In 1917, Shea re-entered the labor relations field. "Big Tim" Murphy, who controlled a number of large Chicago-area unions and was the president of the Gas Workers' Union, made Shea his chief assistant in his extortion rackets. Shea allegedly conducted a wide range of labor racketeering and labor extortion rackets on Murphy's behalf. Shea organized the "Chicago Saloon Keepers' Local 1," a union which existed only on paper, and acted as the union's business agent as a means of seeking bribes from saloonkeepers. On June 10, 1918, Shea was arrested for allegedly demanding bribes from scrap and junk dealers in exchange for not calling strikes against their businesses. He was tried in February 1919, but acquitted. In 1921, Shea became a staff representative with a Chicago junk dealers' union and stationary engineers' union. During a stationary engineers' strike which began in November 1920, a number of laundries and other businesses were bombed. Shea was accused of providing the explosives and setting some bombs himself, but no charges were ever brought.

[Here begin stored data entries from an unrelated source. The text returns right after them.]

//! URL slug derivation

/// Derive a URL-safe slug from a title.
///
/// Lowercases, drops everything except ASCII letters, digits, whitespace
/// and hyphens, collapses whitespace/hyphen runs into a single hyphen and
/// trims leading/trailing hyphens.
///
/// ```
/// use catalog_common::to_slug;
///
/// assert_eq!(to_slug("Hello, World!"), "hello-world");
/// assert_eq!(to_slug("  Rust -- for   everyone "), "rust-for-everyone");
/// ```
pub fn to_slug(title: &str) -> String {
    let mut slug = String::with_capacity(title.len());
    let mut pending_separator = false;

    for c in title.to_lowercase().chars() {
        if c.is_ascii_lowercase() || c.is_ascii_digit() {
            if pending_separator && !slug.is_empty() {
                slug.push('-');
            }
            pending_separator = false;
            slug.push(c);
        } else if c.is_whitespace() || c == '-' {
            pending_separator = true;
        }
    }

    slug
}

#[cfg(test)]
mod tests {
    use super::*;

    #[test]
    fn test_slug_basic() {
        assert_eq!(to_slug("Wireless Headphones"), "wireless-headphones");
    }

    #[test]
    fn test_slug_strips_punctuation() {
        assert_eq!(to_slug("C++ & Rust: a tale"), "c-rust-a-tale");
    }

    #[test]
    fn test_slug_collapses_separators() {
        assert_eq!(to_slug("a  - -  b"), "a-b");
    }

    #[test]
    fn test_slug_trims_edges() {
        assert_eq!(to_slug("-- edge --"), "edge");
    }

    #[test]
    fn test_slug_non_ascii_dropped() {
        assert_eq!(to_slug("Café Olé"), "caf-ol");
    }

    #[test]
    fn test_slug_empty() {
        assert_eq!(to_slug("   "), "");
    }
}
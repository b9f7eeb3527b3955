//! Per-request query executor
//!
//! Owns one pooled SQLite connection for the lifetime of a request context
//! and exposes a prepare → execute → fetch cycle, explicit transaction
//! boundaries and idempotent DDL helpers.
//!
//! All values go through parameter binding. Table and column identifiers
//! are only interpolated after [`SchemaRegistry`] confirms they exist.

use std::collections::VecDeque;

use sqlx::pool::PoolConnection;
use sqlx::{Sqlite, SqliteConnection, SqlitePool};
use tracing::{debug, warn};

use crate::db::schema::{SchemaRegistry, TableDefinition};
use crate::db::value::{count_placeholders, decode_row, returns_rows, Record, SqlValue};
use crate::{Error, Result};

pub struct QueryExecutor {
    conn: Option<PoolConnection<Sqlite>>,
    schema: &'static SchemaRegistry,
    prepared: Option<String>,
    executed: bool,
    results: VecDeque<Record>,
    rows_affected: u64,
    last_insert_id: Option<i64>,
    in_transaction: bool,
}

impl QueryExecutor {
    /// Acquire a connection checked against the catalog schema
    pub async fn acquire(pool: &SqlitePool) -> Result<Self> {
        Self::acquire_with_schema(pool, SchemaRegistry::catalog()).await
    }

    pub async fn acquire_with_schema(
        pool: &SqlitePool,
        schema: &'static SchemaRegistry,
    ) -> Result<Self> {
        let conn = pool.acquire().await?;
        Ok(Self {
            conn: Some(conn),
            schema,
            prepared: None,
            executed: false,
            results: VecDeque::new(),
            rows_affected: 0,
            last_insert_id: None,
            in_transaction: false,
        })
    }

    pub fn schema(&self) -> &'static SchemaRegistry {
        self.schema
    }

    fn connection(&mut self) -> Result<&mut SqliteConnection> {
        self.conn
            .as_deref_mut()
            .ok_or_else(|| Error::Internal("Executor connection already released".to_string()))
    }

    // ------------------------------------------------------------------
    // Prepare / execute / fetch
    // ------------------------------------------------------------------

    /// Prepare a statement; `?` marks positional parameters
    pub fn query(&mut self, sql: impl Into<String>) -> Result<&mut Self> {
        let sql = sql.into();
        if sql.trim().is_empty() {
            return Err(Error::Query("Query cannot be empty".to_string()));
        }

        self.prepared = Some(sql);
        self.executed = false;
        self.results.clear();
        Ok(self)
    }

    /// Bind `params` to the prepared statement and run it.
    ///
    /// Row-returning statements buffer their rows for [`fetch`](Self::fetch);
    /// others record the affected-row count and last insert id.
    pub async fn execute(&mut self, params: &[SqlValue]) -> Result<&mut Self> {
        let sql = self
            .prepared
            .clone()
            .ok_or_else(|| Error::Execution("No query has been prepared".to_string()))?;

        let expected = count_placeholders(&sql);
        if expected != params.len() {
            return Err(Error::Execution(format!(
                "Statement expects {} parameter(s), got {}",
                expected,
                params.len()
            )));
        }

        let mut query = sqlx::query(&sql);
        for param in params {
            query = param.clone().bind_to(query);
        }

        debug!(sql = %sql, params = params.len(), "execute");

        let conn = self.connection()?;
        if returns_rows(&sql) {
            let rows = query.fetch_all(&mut *conn).await?;
            let records = rows.iter().map(decode_row).collect::<Result<VecDeque<_>>>()?;
            self.results = records;
            self.rows_affected = 0;
        } else {
            let done = query.execute(&mut *conn).await?;
            self.results.clear();
            self.rows_affected = done.rows_affected();
            let rowid = done.last_insert_rowid();
            if rowid > 0 {
                self.last_insert_id = Some(rowid);
            }
        }

        self.executed = true;
        Ok(self)
    }

    fn ensure_executed(&self) -> Result<()> {
        if self.executed {
            Ok(())
        } else {
            Err(Error::Execution("No query has been executed".to_string()))
        }
    }

    /// Next buffered row of the last executed statement
    pub fn fetch(&mut self) -> Result<Option<Record>> {
        self.ensure_executed()?;
        Ok(self.results.pop_front())
    }

    /// All remaining buffered rows of the last executed statement
    pub fn fetch_all(&mut self) -> Result<Vec<Record>> {
        self.ensure_executed()?;
        Ok(self.results.drain(..).collect())
    }

    /// Rows changed by the last non-query statement
    pub fn rows_affected(&self) -> u64 {
        self.rows_affected
    }

    /// Primary key generated by the most recent INSERT on this connection
    pub fn last_insert_id(&self) -> Option<i64> {
        self.last_insert_id
    }

    // ------------------------------------------------------------------
    // Allow-listed CRUD helpers
    // ------------------------------------------------------------------

    /// `INSERT INTO table (k...) VALUES (?...)`; returns the generated id
    pub async fn insert(&mut self, table: &str, fields: &[(&str, SqlValue)]) -> Result<i64> {
        let definition = self.schema.table(table)?;
        if fields.is_empty() {
            return Err(Error::Query(format!("Insert into '{}' has no fields", table)));
        }
        for (column, _) in fields {
            definition.require_column(column)?;
        }

        let columns: Vec<String> = fields.iter().map(|(c, _)| quoted(c)).collect();
        let placeholders = vec!["?"; fields.len()].join(", ");
        let sql = format!(
            "INSERT INTO {} ({}) VALUES ({})",
            quoted(table),
            columns.join(", "),
            placeholders
        );
        let params: Vec<SqlValue> = fields.iter().map(|(_, v)| v.clone()).collect();

        self.query(sql)?.execute(&params).await?;
        self.last_insert_id
            .ok_or_else(|| Error::Execution(format!("Insert into '{}' produced no id", table)))
    }

    /// `SELECT columns FROM table WHERE k = ? AND ...`
    ///
    /// An empty `columns` slice or `["*"]` selects every column.
    pub async fn select(
        &mut self,
        table: &str,
        columns: &[&str],
        conditions: &[(&str, SqlValue)],
    ) -> Result<Vec<Record>> {
        let definition = self.schema.table(table)?;

        let column_sql = if columns.is_empty() || columns == ["*"] {
            "*".to_string()
        } else {
            for column in columns {
                definition.require_column(column)?;
            }
            columns.iter().map(|c| quoted(c)).collect::<Vec<_>>().join(", ")
        };

        let (where_sql, params) = where_clause(definition, conditions)?;
        let sql = format!("SELECT {} FROM {}{}", column_sql, quoted(table), where_sql);

        self.query(sql)?.execute(&params).await?;
        self.fetch_all()
    }

    /// Find one row by numeric id or by slug.
    ///
    /// An identifier made only of ASCII digits is looked up in `id`;
    /// anything else in `slug`.
    pub async fn find(&mut self, table: &str, identifier: &str) -> Result<Option<Record>> {
        let definition = self.schema.table(table)?;
        if identifier.is_empty() {
            return Err(Error::InvalidInput("Identifier cannot be empty".to_string()));
        }

        let (column, value) = match identifier.parse::<i64>() {
            Ok(id) if identifier.bytes().all(|b| b.is_ascii_digit()) => ("id", SqlValue::Integer(id)),
            _ => ("slug", SqlValue::Text(identifier.to_string())),
        };
        definition.require_column(column)?;

        let sql = format!(
            "SELECT * FROM {} WHERE {} = ? LIMIT 1",
            quoted(table),
            quoted(column)
        );
        self.query(sql)?.execute(&[value]).await?;
        self.fetch()
    }

    /// `UPDATE table SET k = ? ... WHERE ...`; returns affected rows
    pub async fn update(
        &mut self,
        table: &str,
        fields: &[(&str, SqlValue)],
        conditions: &[(&str, SqlValue)],
    ) -> Result<u64> {
        let definition = self.schema.table(table)?;
        if fields.is_empty() {
            return Err(Error::Query(format!("Update of '{}' has no fields", table)));
        }
        if conditions.is_empty() {
            return Err(Error::Query(format!("Update of '{}' has no conditions", table)));
        }

        let mut assignments = Vec::with_capacity(fields.len());
        let mut params = Vec::with_capacity(fields.len() + conditions.len());
        for (column, value) in fields {
            definition.require_column(column)?;
            assignments.push(format!("{} = ?", quoted(column)));
            params.push(value.clone());
        }

        let (where_sql, where_params) = where_clause(definition, conditions)?;
        params.extend(where_params);

        let sql = format!(
            "UPDATE {} SET {}{}",
            quoted(table),
            assignments.join(", "),
            where_sql
        );
        self.query(sql)?.execute(&params).await?;
        Ok(self.rows_affected)
    }

    /// `DELETE FROM table WHERE ...`; returns affected rows
    pub async fn delete(&mut self, table: &str, conditions: &[(&str, SqlValue)]) -> Result<u64> {
        let definition = self.schema.table(table)?;
        if conditions.is_empty() {
            return Err(Error::Query(format!("Delete from '{}' has no conditions", table)));
        }

        let (where_sql, params) = where_clause(definition, conditions)?;
        let sql = format!("DELETE FROM {}{}", quoted(table), where_sql);

        self.query(sql)?.execute(&params).await?;
        Ok(self.rows_affected)
    }

    /// `SELECT COUNT(*) FROM table WHERE ...`
    pub async fn count(&mut self, table: &str, conditions: &[(&str, SqlValue)]) -> Result<i64> {
        let definition = self.schema.table(table)?;
        let (where_sql, params) = where_clause(definition, conditions)?;
        let sql = format!("SELECT COUNT(*) AS total FROM {}{}", quoted(table), where_sql);

        self.query(sql)?.execute(&params).await?;
        Ok(self
            .fetch()?
            .and_then(|row| row.get("total").and_then(|v| v.as_i64()))
            .unwrap_or(0))
    }

    // ------------------------------------------------------------------
    // Transactions
    // ------------------------------------------------------------------

    /// Open a transaction. Nested transactions are rejected.
    ///
    /// Uses `BEGIN IMMEDIATE` so the write lock is held from the start and
    /// check-then-insert sequences inside the transaction are serialised.
    pub async fn begin_transaction(&mut self) -> Result<()> {
        if self.in_transaction {
            return Err(Error::TransactionState("Transaction already active".to_string()));
        }

        let conn = self.connection()?;
        sqlx::query("BEGIN IMMEDIATE").execute(&mut *conn).await?;
        self.in_transaction = true;
        Ok(())
    }

    pub async fn commit(&mut self) -> Result<()> {
        if !self.in_transaction {
            return Err(Error::TransactionState(
                "No active transaction to commit".to_string(),
            ));
        }

        let conn = self.connection()?;
        sqlx::query("COMMIT").execute(&mut *conn).await?;
        self.in_transaction = false;
        Ok(())
    }

    pub async fn roll_back(&mut self) -> Result<()> {
        if !self.in_transaction {
            return Err(Error::TransactionState(
                "Cannot roll back a transaction that is not active".to_string(),
            ));
        }

        let conn = self.connection()?;
        sqlx::query("ROLLBACK").execute(&mut *conn).await?;
        self.in_transaction = false;
        Ok(())
    }

    /// Roll back if a transaction is open; failures are logged, not raised.
    /// Used on error paths where the first error must propagate.
    pub async fn roll_back_if_active(&mut self) {
        if self.in_transaction {
            if let Err(e) = self.roll_back().await {
                warn!("Rollback failed: {}", e);
            }
        }
    }

    pub fn in_transaction(&self) -> bool {
        self.in_transaction
    }

    // ------------------------------------------------------------------
    // Schema introspection / DDL
    // ------------------------------------------------------------------

    pub async fn has_table(&mut self, name: &str) -> Result<bool> {
        if name.is_empty() {
            return Err(Error::Query("Table name cannot be empty".to_string()));
        }

        self.query(
            "SELECT EXISTS(SELECT 1 FROM sqlite_master WHERE type = 'table' AND name = ?) AS present",
        )?
        .execute(&[SqlValue::from(name)])
        .await?;

        Ok(self
            .fetch()?
            .and_then(|row| row.get("present").and_then(|v| v.as_i64()))
            == Some(1))
    }

    /// `CREATE TABLE IF NOT EXISTS` from a table definition
    pub async fn create_table(&mut self, table: &TableDefinition) -> Result<()> {
        if table.name.is_empty() {
            return Err(Error::Query("Table name cannot be empty".to_string()));
        }
        if table.columns.is_empty() {
            return Err(Error::Query(format!(
                "Table '{}' has no column definitions",
                table.name
            )));
        }

        self.query(table.create_sql())?.execute(&[]).await?;
        Ok(())
    }

    /// `DROP TABLE IF EXISTS`; only registry tables may be dropped
    pub async fn drop_table(&mut self, name: &str) -> Result<()> {
        self.schema.table(name)?;
        self.query(format!("DROP TABLE IF EXISTS {}", quoted(name)))?
            .execute(&[])
            .await?;
        Ok(())
    }
}

impl Drop for QueryExecutor {
    fn drop(&mut self) {
        if self.in_transaction {
            if let Some(conn) = self.conn.take() {
                // Closing the connection makes SQLite discard the open
                // transaction; it must not go back to the pool mid-transaction.
                warn!("Executor dropped inside a transaction; discarding connection");
                drop(conn.detach());
            }
        }
    }
}

fn quoted(identifier: &str) -> String {
    format!("\"{}\"", identifier)
}

/// ` WHERE a = ? AND b = ?` (empty when there are no conditions)
fn where_clause(
    table: &TableDefinition,
    conditions: &[(&str, SqlValue)],
) -> Result<(String, Vec<SqlValue>)> {
    if conditions.is_empty() {
        return Ok((String::new(), Vec::new()));
    }

    let mut predicates = Vec::with_capacity(conditions.len());
    let mut params = Vec::with_capacity(conditions.len());
    for (column, value) in conditions {
        table.require_column(column)?;
        predicates.push(format!("{} = ?", quoted(column)));
        params.push(value.clone());
    }

    Ok((format!(" WHERE {}", predicates.join(" AND ")), params))
}
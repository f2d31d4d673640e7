//! Save container: format detection, open, pack and unpack.
//!
//! ```no_run
//! use ddsave::Container;
//!
//! // Save → markup
//! let save = Container::open(std::fs::File::open("DDDA.sav")?)?;
//! std::fs::write("DDDA.sav.xml", save.unpack())?;
//!
//! // Markup → save
//! let edited = Container::open(std::fs::File::open("DDDA.sav.xml")?)?;
//! std::fs::write("DDDA.sav", edited.pack()?)?;
//! # Ok::<(), Box<dyn std::error::Error>>(())
//! ```
//!
//! # Layout
//! Every container is exactly [`CONTAINER_SIZE`] bytes: the 32-byte header,
//! the deflate stream, then zero padding. Padding is written as zeros but is
//! never checked on read.

use log::debug;
use std::io::{Read, Write};

use crate::error::FormatError;
use crate::header::{Endian, Header, HEADER_SIZE, VERSION_CONSOLE, VERSION_PC};
use crate::payload;

/// Total on-disk size of a save container.
pub const CONTAINER_SIZE: usize = 512 * 1024;
/// Room left for the compressed payload after the header.
pub const PAYLOAD_CAPACITY: usize = CONTAINER_SIZE - HEADER_SIZE;
/// First byte of a plain markup payload.
pub const MARKUP_MAGIC: u8 = b'<';

// ── SaveFormat ───────────────────────────────────────────────────────────────

/// What the leading byte of an input says it is.
#[derive(Debug, Clone, Copy, PartialEq, Eq)]
pub enum SaveFormat {
    BinaryContainer,
    PlainPayload,
    Unknown(u8),
}

impl SaveFormat {
    pub fn detect(first_byte: u8) -> Self {
        match first_byte {
            b if b == VERSION_PC as u8 || b == VERSION_CONSOLE as u8 => SaveFormat::BinaryContainer,
            MARKUP_MAGIC => SaveFormat::PlainPayload,
            b            => SaveFormat::Unknown(b),
        }
    }
}

// ── OpenOptions ──────────────────────────────────────────────────────────────

/// Configuration for [`Container::open_with`].
#[derive(Debug, Clone, Copy, Default)]
pub struct OpenOptions {
    /// Accept headers that only validate as big-endian. Their layout is
    /// guessed from the PC format, so this is off by default.
    pub allow_big_endian: bool,
    /// Check the stored checksum and uncompressed size against the payload.
    pub verify:           bool,
}

// ── Container ────────────────────────────────────────────────────────────────

#[derive(Debug, Clone, Copy, PartialEq, Eq)]
pub enum ContainerState {
    /// Decoded from a binary container; header fields describe the input.
    Loaded,
    /// Built from a plain payload; size and checksum fields are filled by
    /// [`Container::pack`].
    Fresh,
}

/// One save: its header and its decompressed payload.
#[derive(Debug, Clone)]
pub struct Container {
    header:  Header,
    payload: Vec<u8>,
    state:   ContainerState,
}

impl Container {
    // ── Constructors ─────────────────────────────────────────────────────────

    /// Wrap a plain payload. The header defaults to a PC save.
    pub fn from_payload(payload: impl Into<Vec<u8>>) -> Self {
        Self {
            header:  Header::new(VERSION_PC),
            payload: payload.into(),
            state:   ContainerState::Fresh,
        }
    }

    pub fn open<R: Read>(source: R) -> Result<Self, FormatError> {
        Self::open_with(source, &OpenOptions::default())
    }

    pub fn open_bytes(bytes: &[u8]) -> Result<Self, FormatError> {
        Self::open_with(bytes, &OpenOptions::default())
    }

    /// Read one save from `source`, dispatching on its first byte.
    ///
    /// A binary container consumes exactly [`CONTAINER_SIZE`] bytes; a markup
    /// payload consumes the rest of the source.
    pub fn open_with<R: Read>(mut source: R, opts: &OpenOptions) -> Result<Self, FormatError> {
        let mut first = [0u8; 1];
        source.read_exact(&mut first)?;
        let format = SaveFormat::detect(first[0]);
        debug!("detected {format:?} from leading byte 0x{:02x}", first[0]);

        match format {
            SaveFormat::BinaryContainer => {
                let mut buf = vec![0u8; CONTAINER_SIZE];
                buf[0] = first[0];
                source.read_exact(&mut buf[1..])?;
                Self::decode_binary(&buf, opts)
            }
            SaveFormat::PlainPayload => {
                let mut payload = first.to_vec();
                source.read_to_end(&mut payload)?;
                Ok(Self::from_payload(payload))
            }
            SaveFormat::Unknown(b) => Err(FormatError::UnrecognizedMagic(b)),
        }
    }

    fn decode_binary(buf: &[u8], opts: &OpenOptions) -> Result<Self, FormatError> {
        let header = Header::parse(&buf[..HEADER_SIZE])?;
        if header.endian() == Endian::Big && !opts.allow_big_endian {
            return Err(FormatError::UnsupportedByteOrder);
        }

        let size = header.compressed_size as usize;
        if size > PAYLOAD_CAPACITY {
            return Err(FormatError::PayloadTooLarge { size, capacity: PAYLOAD_CAPACITY });
        }
        let compressed = &buf[HEADER_SIZE..HEADER_SIZE + size];

        if opts.verify {
            let computed = payload::checksum(compressed);
            if computed != header.checksum {
                return Err(FormatError::ChecksumMismatch { stored: header.checksum, computed });
            }
        }

        let payload = payload::decompress(compressed)?;

        if opts.verify && payload.len() != header.uncompressed_size as usize {
            return Err(FormatError::SizeMismatch {
                declared: header.uncompressed_size,
                actual:   payload.len(),
            });
        }

        debug!(
            "loaded {} ({} endian): {} compressed -> {} bytes",
            header,
            header.endian().name(),
            size,
            payload.len()
        );
        Ok(Self { header, payload, state: ContainerState::Loaded })
    }

    // ── Pack ─────────────────────────────────────────────────────────────────

    /// Header as it would be written by [`Container::pack`], alongside the
    /// compressed payload.
    pub fn packed_header(&self) -> Result<(Header, Vec<u8>), FormatError> {
        let encoded = payload::encode(&self.payload)?;
        if HEADER_SIZE + encoded.bytes.len() > CONTAINER_SIZE {
            return Err(FormatError::PayloadTooLarge {
                size:     encoded.bytes.len(),
                capacity: PAYLOAD_CAPACITY,
            });
        }

        let mut header = self.header.clone();
        header.uncompressed_size = encoded.uncompressed_size;
        header.compressed_size   = encoded.compressed_size;
        header.checksum          = encoded.checksum;
        Ok((header, encoded.bytes))
    }

    /// Re-encode into a zero-padded buffer of exactly [`CONTAINER_SIZE`]
    /// bytes. Size and checksum fields are always recomputed.
    pub fn pack(&self) -> Result<Vec<u8>, FormatError> {
        let (header, compressed) = self.packed_header()?;

        let mut out = vec![0u8; CONTAINER_SIZE];
        out[..HEADER_SIZE].copy_from_slice(&header.serialize());
        out[HEADER_SIZE..HEADER_SIZE + compressed.len()].copy_from_slice(&compressed);

        debug!(
            "packed {} bytes into {} compressed (checksum {:#010x})",
            header.uncompressed_size, header.compressed_size, header.checksum
        );
        Ok(out)
    }

    pub fn pack_into<W: Write>(&self, mut writer: W) -> Result<(), FormatError> {
        writer.write_all(&self.pack()?)?;
        Ok(())
    }

    // ── Accessors ────────────────────────────────────────────────────────────

    /// The decompressed payload, verbatim.
    pub fn unpack(&self) -> &[u8] {
        &self.payload
    }

    pub fn into_payload(self) -> Vec<u8> {
        self.payload
    }

    pub fn header(&self) -> &Header {
        &self.header
    }

    pub fn state(&self) -> ContainerState {
        self.state
    }
}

Some time between 1917 and 1921, Shea became the secretary-treasurer and business agent for the Theatrical Janitors' Union. The union had been formed by mobster and labor racketeer Louis "Three Gun" Alterie. Shea allegedly used his union office to extort money from theater owners in exchange for refusing to call strikes against their businesses. As "Big Tim" Murphy moved to take over the Chicago Building and Trades Alliance, a key coalition of building trade unions in the city, Shea became Murphy's chief criminal deputy on union matters.

On May 6, 1922, Shea, Murphy, Jerry Horan, and five other labor leaders were arrested and charged with the murder of a Chicago police officer. On May 24, the state asked for nolle prosequi and the court agreed to withdraw the indictments. A new indictment was returned against Shea and the others in August (Shea was re-indicted on August 2, 1922), but this second indictment was withdrawn by the state as well.

Murphy was convicted and imprisoned shortly thereafter for a daring, daylight armed robbery of a mail train. Shea, however, continued his career as an extortionist and bomber. He joined Sangerman's Bombers, a group of bomb terrorists which had emerged from the remnants of the James Sweeney gang, and did work for Al Capone's Chicago Outfit. But Shea worked both sides of the organized crime fence, however. In 1924, he appeared at a testimonial dinner for North Side Gang leader Dean O'Banion, Capone's primary rival.

O'Banion's murder by members of the Chicago Outfit in November 1924 sparked a major gang war in the city. Public opinion finally turned against the gangs, and the number of bombings in Chicago declined dramatically as extortionists sought more subtle means of intimidating victims. Alterie left Chicago for Colorado (and safety), leaving Shea in charge of the Theatrical Janitors' Union. Unwilling to take sides in the gang war, Shea continued to work as secretary-treasurer and business agent for the union and engaged in low-level extortion for the next five years.

Death

Cornelius Shea died on January 12, 1929, at Norwegian-American Hospital in Chicago from complications following an operation to remove gallstones.